Collected data entries:
----------------------------------------
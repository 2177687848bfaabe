//! HTTP API server using Axum.
//!
//! Exposes the persistence boundary over HTTP:
//! - `/notes` - list and create notes
//! - `/notes/:id` - fetch and delete a single note
//! - `/notes/:id/rename` - change a note's title
//! - `/notes/:id/content` - fetch stored content / apply a patch set
//! - `/notes/:id/tags/:tag_id` - attach and detach tags
//! - `/tags` - tag CRUD
//! - `/status` - health check
//!
//! Authentication is out of scope here: the fronting session layer
//! authenticates the user and injects their id as a request header
//! (see [`USER_HEADER`]). A request without it is rejected.

use std::net::SocketAddr;
use std::sync::{Arc, Mutex, OnceLock};

use axum::{
    extract::{Path, State},
    http::{HeaderMap, StatusCode},
    response::{IntoResponse, Response},
    routing::{delete, get, post},
    Json, Router,
};
use serde::{Deserialize, Serialize};
use tokio::sync::oneshot;
use uuid::Uuid;

use crate::client::USER_HEADER;
use crate::database::Database;
use crate::error::{NoteError, NoteResult};
use crate::models::TagColor;
use crate::patch::PatchSet;

/// Server shutdown handle
static SHUTDOWN_TX: OnceLock<Mutex<Option<oneshot::Sender<()>>>> = OnceLock::new();

/// Shared server state
#[derive(Clone)]
struct AppState {
    db: Arc<Mutex<Database>>,
}

// Request/Response types

#[derive(Debug, Deserialize)]
struct CreateNoteRequest {
    title: String,
    #[serde(default)]
    tag_ids: Vec<Uuid>,
}

#[derive(Debug, Deserialize)]
struct RenameNoteRequest {
    new_title: String,
}

#[derive(Debug, Deserialize)]
struct UpdateContentRequest {
    patches: PatchSet,
}

#[derive(Debug, Serialize)]
struct ContentResponse {
    content: String,
}

#[derive(Debug, Deserialize)]
struct CreateTagRequest {
    label: String,
    color: TagColor,
}

#[derive(Debug, Serialize)]
struct StatusResponse {
    status: String,
    version: String,
}

#[derive(Debug, Serialize)]
struct ErrorResponse {
    error: String,
    #[serde(skip_serializing_if = "Option::is_none")]
    failed: Option<usize>,
    #[serde(skip_serializing_if = "Option::is_none")]
    total: Option<usize>,
}

/// Map a library error onto an HTTP response
fn error_response(err: NoteError) -> Response {
    let (status, failed, total) = match &err {
        NoteError::Validation { .. } => (StatusCode::BAD_REQUEST, None, None),
        NoteError::NotFound(_) => (StatusCode::NOT_FOUND, None, None),
        NoteError::Unauthorized(_) => (StatusCode::UNAUTHORIZED, None, None),
        NoteError::PatchApply { failed, total } => {
            (StatusCode::CONFLICT, Some(*failed), Some(*total))
        }
        _ => (StatusCode::INTERNAL_SERVER_ERROR, None, None),
    };
    if status == StatusCode::INTERNAL_SERVER_ERROR {
        tracing::error!(error = %err, "request failed");
    }
    (
        status,
        Json(ErrorResponse {
            error: err.to_string(),
            failed,
            total,
        }),
    )
        .into_response()
}

/// Extract the caller's user id from the auth header
fn caller(headers: &HeaderMap) -> NoteResult<String> {
    headers
        .get(USER_HEADER)
        .and_then(|v| v.to_str().ok())
        .filter(|v| !v.is_empty())
        .map(str::to_string)
        .ok_or_else(|| NoteError::Unauthorized(format!("missing {USER_HEADER} header")))
}

// Route handlers

async fn status() -> impl IntoResponse {
    Json(StatusResponse {
        status: "ok".to_string(),
        version: env!("CARGO_PKG_VERSION").to_string(),
    })
}

async fn list_notes(State(state): State<AppState>, headers: HeaderMap) -> Response {
    let result = caller(&headers).and_then(|user| {
        let db = state.db.lock().unwrap();
        db.get_all_notes(&user)
    });
    match result {
        Ok(notes) => Json(notes).into_response(),
        Err(e) => error_response(e),
    }
}

async fn create_note(
    State(state): State<AppState>,
    headers: HeaderMap,
    Json(request): Json<CreateNoteRequest>,
) -> Response {
    let result = caller(&headers).and_then(|user| {
        let mut db = state.db.lock().unwrap();
        db.create_note(&request.title, &user, &request.tag_ids)
    });
    match result {
        Ok(note) => (StatusCode::CREATED, Json(note)).into_response(),
        Err(e) => error_response(e),
    }
}

async fn get_note(
    State(state): State<AppState>,
    Path(note_id): Path<Uuid>,
    headers: HeaderMap,
) -> Response {
    let result = caller(&headers).and_then(|user| {
        let db = state.db.lock().unwrap();
        db.get_note(note_id, &user)?
            .ok_or_else(|| NoteError::not_found(format!("note {note_id}")))
    });
    match result {
        Ok(note) => Json(note).into_response(),
        Err(e) => error_response(e),
    }
}

async fn delete_note(
    State(state): State<AppState>,
    Path(note_id): Path<Uuid>,
    headers: HeaderMap,
) -> Response {
    let result = caller(&headers).and_then(|user| {
        let mut db = state.db.lock().unwrap();
        if db.delete_note(note_id, &user)? {
            Ok(())
        } else {
            Err(NoteError::not_found(format!("note {note_id}")))
        }
    });
    match result {
        Ok(()) => StatusCode::NO_CONTENT.into_response(),
        Err(e) => error_response(e),
    }
}

async fn rename_note(
    State(state): State<AppState>,
    Path(note_id): Path<Uuid>,
    headers: HeaderMap,
    Json(request): Json<RenameNoteRequest>,
) -> Response {
    let result = caller(&headers).and_then(|user| {
        let mut db = state.db.lock().unwrap();
        db.rename_note(note_id, &user, &request.new_title)
    });
    match result {
        Ok(note) => Json(note).into_response(),
        Err(e) => error_response(e),
    }
}

async fn get_content(
    State(state): State<AppState>,
    Path(note_id): Path<Uuid>,
    headers: HeaderMap,
) -> Response {
    let result = caller(&headers).and_then(|user| {
        let db = state.db.lock().unwrap();
        db.get_note_content(note_id, &user)?
            .ok_or_else(|| NoteError::not_found(format!("note {note_id}")))
    });
    match result {
        Ok(content) => Json(ContentResponse { content }).into_response(),
        Err(e) => error_response(e),
    }
}

/// The sync boundary call: load stored content, apply the patch set,
/// persist atomically. Any hunk failure rejects the whole request with
/// 409; stored content is never partially updated.
async fn update_content(
    State(state): State<AppState>,
    Path(note_id): Path<Uuid>,
    headers: HeaderMap,
    Json(request): Json<UpdateContentRequest>,
) -> Response {
    let result = caller(&headers).and_then(|user| {
        let mut db = state.db.lock().unwrap();
        db.update_content(note_id, &user, &request.patches)
    });
    match result {
        Ok(note) => {
            tracing::debug!(note_id = %note.id, "content updated");
            Json(note).into_response()
        }
        Err(e) => error_response(e),
    }
}

async fn list_tags(State(state): State<AppState>, headers: HeaderMap) -> Response {
    let result = caller(&headers).and_then(|user| {
        let db = state.db.lock().unwrap();
        db.get_all_tags(&user)
    });
    match result {
        Ok(tags) => Json(tags).into_response(),
        Err(e) => error_response(e),
    }
}

async fn create_tag(
    State(state): State<AppState>,
    headers: HeaderMap,
    Json(request): Json<CreateTagRequest>,
) -> Response {
    let result = caller(&headers).and_then(|user| {
        let mut db = state.db.lock().unwrap();
        db.create_tag(&request.label, request.color, &user)
    });
    match result {
        Ok(tag) => (StatusCode::CREATED, Json(tag)).into_response(),
        Err(e) => error_response(e),
    }
}

async fn delete_tag(
    State(state): State<AppState>,
    Path(tag_id): Path<Uuid>,
    headers: HeaderMap,
) -> Response {
    let result = caller(&headers).and_then(|user| {
        let mut db = state.db.lock().unwrap();
        if db.delete_tag(tag_id, &user)? {
            Ok(())
        } else {
            Err(NoteError::not_found(format!("tag {tag_id}")))
        }
    });
    match result {
        Ok(()) => StatusCode::NO_CONTENT.into_response(),
        Err(e) => error_response(e),
    }
}

async fn add_tag(
    State(state): State<AppState>,
    Path((note_id, tag_id)): Path<(Uuid, Uuid)>,
    headers: HeaderMap,
) -> Response {
    let result = caller(&headers).and_then(|user| {
        let mut db = state.db.lock().unwrap();
        db.add_tag(note_id, tag_id, &user)
    });
    match result {
        Ok(()) => StatusCode::NO_CONTENT.into_response(),
        Err(e) => error_response(e),
    }
}

async fn remove_tag(
    State(state): State<AppState>,
    Path((note_id, tag_id)): Path<(Uuid, Uuid)>,
    headers: HeaderMap,
) -> Response {
    let result = caller(&headers).and_then(|user| {
        let mut db = state.db.lock().unwrap();
        db.remove_tag(note_id, tag_id, &user)
    });
    match result {
        Ok(()) => StatusCode::NO_CONTENT.into_response(),
        Err(e) => error_response(e),
    }
}

/// Build the API router
pub fn create_router(db: Arc<Mutex<Database>>) -> Router {
    let state = AppState { db };

    Router::new()
        .route("/notes", get(list_notes).post(create_note))
        .route("/notes/:id", get(get_note).delete(delete_note))
        .route("/notes/:id/rename", post(rename_note))
        .route("/notes/:id/content", get(get_content).post(update_content))
        .route("/notes/:id/tags/:tag_id", post(add_tag).delete(remove_tag))
        .route("/tags", get(list_tags).post(create_tag))
        .route("/tags/:id", delete(delete_tag))
        .route("/status", get(status))
        .with_state(state)
}

/// Start the API server
pub async fn start_server(db: Arc<Mutex<Database>>, port: u16) -> NoteResult<()> {
    let router = create_router(db);
    let addr = SocketAddr::from(([0, 0, 0, 0], port));

    let (tx, rx) = oneshot::channel::<()>();
    SHUTDOWN_TX.get_or_init(|| Mutex::new(Some(tx)));

    tracing::info!("Starting API server on {}", addr);

    let listener = tokio::net::TcpListener::bind(addr)
        .await
        .map_err(|e| NoteError::Network(e.to_string()))?;

    axum::serve(listener, router)
        .with_graceful_shutdown(async {
            rx.await.ok();
        })
        .await
        .map_err(|e| NoteError::Network(e.to_string()))?;

    Ok(())
}

/// Stop the API server
pub fn stop_server() {
    if let Some(mutex) = SHUTDOWN_TX.get() {
        if let Ok(mut guard) = mutex.lock() {
            if let Some(tx) = guard.take() {
                let _ = tx.send(());
            }
        }
    }
}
----------------------------------------
## PROBLEM TO SOLVE
Exactly the lines running from the top of the records to the line that contains "fronting session layer", inclusive, must be set down, and nothing more.

## REPLY TO THE TASK
repository 2177687848bfaabe
//! HTTP API server using Axum.
//!
//! Exposes the persistence boundary over HTTP:
//! - `/notes` - list and create notes
//! - `/notes/:id` - fetch and delete a single note
//! - `/notes/:id/rename` - change a note's title
//! - `/notes/:id/content` - fetch stored content / apply a patch set
//! - `/notes/:id/tags/:tag_id` - attach and detach tags
//! - `/tags` - tag CRUD
//! - `/status` - health check
//!
//! Authentication is out of scope here: the fronting session layer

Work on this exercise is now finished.